L’assurance-vie, c’est bien plus qu’un placement financier, ni même qu’une solution pour réduire les droits de succession. L’assurance-vie, c’est une stratégie juridique pour contourner le droit civil des successions. En effet, le dénouement d’un contrat d’assurance-vie par le décès de l’assuré/souscripteur est considéré comme étant « hors succession » ; Ce n’est en revanche pas le cas du contrat d’assurance-vie souscrit par le conjoint du défunt marié sous le régime de communauté, considéré comme actif de succession pour moitié en application de la réponse ministérielle CIOT (cf »Assurance vie : Faut il les déclarer au notaire lors d’une succession ? »).
Le dénouement du contrat d’assurance-vie suit des règles dérogatoires qui lui sont propres.
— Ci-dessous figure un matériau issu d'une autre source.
//! Variant dimensions read from selection controls: `<select>` dropdowns,
//! radio groups, and swatch elements carrying variant data-attributes.

use std::collections::HashMap;

use regex::Regex;
use scraper::{ElementRef, Selector};

use crate::Result;
use crate::extraction::context::ExtractionContext;
use crate::extraction::strategy::ExtractionStrategy;
use crate::extraction::text::{element_text, normalize_attribute_name};
use crate::extraction::variants::{ATTRIBUTE_NAMES, VariantFindings, push_dimension};

/// Controls whose normalized name contains one of these never describe a
/// variant (quantity steppers, address forms, sort dropdowns, card fields).
const EXCLUDED_CONTROL_NAMES: &[&str] = &[
    "quantity", "qty", "country", "region", "state", "province", "currency", "language",
    "locale", "sort", "shipping", "payment", "month", "year", "card", "search", "filter",
    "per_page", "newsletter",
];

/// Attributes consulted, in order, to name the dimension a control selects.
const NAME_ATTRIBUTES: &[&str] = &[
    "data-option-name",
    "data-option",
    "data-attribute",
    "name",
    "id",
    "aria-label",
];

pub struct DomVariants {
    select_sel: Selector,
    option_sel: Selector,
    radio_sel: Selector,
    label_sel: Selector,
    swatch_sel: Selector,
    placeholder_re: Regex,
}

impl DomVariants {
    pub fn new() -> Self {
        Self {
            select_sel: Selector::parse("select").unwrap(),
            option_sel: Selector::parse("option").unwrap(),
            radio_sel: Selector::parse(r#"input[type="radio"]"#).unwrap(),
            label_sel: Selector::parse("label[for]").unwrap(),
            swatch_sel: Selector::parse("[data-option-name]").unwrap(),
            placeholder_re: Regex::new(r"(?i)^(choose|select|pick|please\s|--+|\.\.\.)").unwrap(),
        }
    }

    fn dimension_name(&self, element: &ElementRef) -> Option<String> {
        let raw = NAME_ATTRIBUTES
            .iter()
            .find_map(|attr| element.value().attr(attr))?;
        classify_control_name(raw)
    }
}

impl Default for DomVariants {
    fn default() -> Self {
        Self::new()
    }
}

/// `options[Size]` and `SingleOptionSelector-color` both carry a known
/// attribute keyword; anything else passes through normalized unless it is
/// on the exclusion list.
fn classify_control_name(raw: &str) -> Option<String> {
    let normalized = normalize_attribute_name(raw);
    if normalized.is_empty() {
        return None;
    }
    for keyword in ATTRIBUTE_NAMES {
        if normalized.contains(keyword) {
            return Some((*keyword).to_string());
        }
    }
    if EXCLUDED_CONTROL_NAMES
        .iter()
        .any(|excluded| normalized.contains(excluded))
    {
        return None;
    }
    Some(normalized)
}

impl ExtractionStrategy for DomVariants {
    type Output = VariantFindings;

    fn name(&self) -> &'static str {
        "dom_controls"
    }

    fn extract(&self, ctx: &ExtractionContext) -> Result<Option<VariantFindings>> {
        let mut dimensions = Vec::new();

        for select in ctx.document.select(&self.select_sel) {
            let Some(name) = self.dimension_name(&select) else {
                continue;
            };
            let mut values = Vec::new();
            for option in select.select(&self.option_sel) {
                if option.value().attr("disabled").is_some() {
                    continue;
                }
                let text = element_text(&option);
                if text.is_empty() || self.placeholder_re.is_match(&text) {
                    continue;
                }
                values.push(text);
            }
            push_dimension(&mut dimensions, name, values);
        }

        let labels: HashMap<&str, String> = ctx
            .document
            .select(&self.label_sel)
            .filter_map(|label| {
                let target = label.value().attr("for")?;
                let text = element_text(&label);
                (!text.is_empty()).then_some((target, text))
            })
            .collect();

        for radio in ctx.document.select(&self.radio_sel) {
            if radio.value().attr("disabled").is_some() {
                continue;
            }
            let Some(name) = radio.value().attr("name").and_then(classify_control_name) else {
                continue;
            };
            let value = radio
                .value()
                .attr("id")
                .and_then(|id| labels.get(id).cloned())
                .or_else(|| {
                    radio
                        .value()
                        .attr("value")
                        .map(str::trim)
                        .filter(|v| !v.is_empty())
                        .map(String::from)
                });
            if let Some(value) = value {
                push_dimension(&mut dimensions, name, vec![value]);
            }
        }

        for swatch in ctx.document.select(&self.swatch_sel) {
            let Some(name) = swatch
                .value()
                .attr("data-option-name")
                .and_then(classify_control_name)
            else {
                continue;
            };
            let value = swatch
                .value()
                .attr("data-option-value")
                .or_else(|| swatch.value().attr("data-value"))
                .map(str::trim)
                .filter(|v| !v.is_empty())
                .map(String::from)
                .unwrap_or_else(|| element_text(&swatch));
            if !value.is_empty() {
                push_dimension(&mut dimensions, name, vec![value]);
            }
        }

        if dimensions.is_empty() {
            return Ok(None);
        }
        Ok(Some(VariantFindings {
            shells: Vec::new(),
            dimensions,
        }))
    }
}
Comme nous vous l’expliquons dans cet article « Pourquoi l’assurance vie est « Hors succession » ? Quelles sont les exceptions ?« , cela signifie que les règles civiles, traditionnellement appliquées dans une dévolution successorale, ne trouvent pas à s’appliquer à la transmission d’un capital assurance-vie. Ainsi, l’assurance vie, dénouée par le décès de son souscripteur :

  • Ne fait pas partie de la masse à partager pour le calcul de la réserve et de la quotité disponible, à moins que les primes aient été manifestement exagérées eu égard à ses facultés.
  • N’est pas soumise au rapport à succession, à moins que les primes aient été manifestement exagérées eu égard à ses facultés.
  • Pourra être librement transmise à un tiers indépendamment du lien de parenté avec le souscripteur ;
  • Ne constitue pas une libéralité successorale ;
  • N’est pas concernée par un testament qui désignerait un légataire universel ;
  •  …

Ce sont ces règles civile dérogatoires qui font de l’assurance-vie un outil privilégié pour organiser la transmission de son patrimoine sans être contraint par un code civil qui n’est pas toujours adapté aux nouveaux modèles familiaux. Au final, apporte une souplesse nécessaire à un code civil qui s’adapte parfois trop lentement à l’évolution de la société, le tout au profit d’un équilibre subtil qui apporte une satisfaction générale aux citoyens.
Malheureusement, cet équilibre subtil dans l’organisation des successions repose sur la qualité financière de l’assurance-vie ; La dérogation civile de l’assurance-vie repose sur la pertinence financière de ce placement et sur la solidité financière des compagnies d’assurance-vie ; La baisse tendancielle et inexorable des rendements et la remise en cause de l’intérêt même de l’assurance-vie a pour conséquence de casser cet équilibre successoral pourtant essentiel. Il est probablement urgent de réfléchir à des solutions plus pérennes pour assouplir le code civil.
De surcroît, il ne semble pas d’une grande pertinence que de confier l’équilibre du droit successoral à un acteur privé qui recherche le profit à tout prix. La nécessité d’apporter de la souplesse au droit civil des successions doit pouvoir profiter à tous et ne pas constituer un monopole au profit des seules compagnies d’assurance-vie.
C’est dans ce contexte sociétal fort qu’un récent rapport sur la réserve héréditaire préconise de supprimer le caractère hors succession de l’assurance-vie dénoué par le décès du souscripteur. La suppression du caractère « hors succession » de l’assurance-vie serait la contrepartie de l’augmentation de la quotité disponible et de la diminution de la réserve héréditaire.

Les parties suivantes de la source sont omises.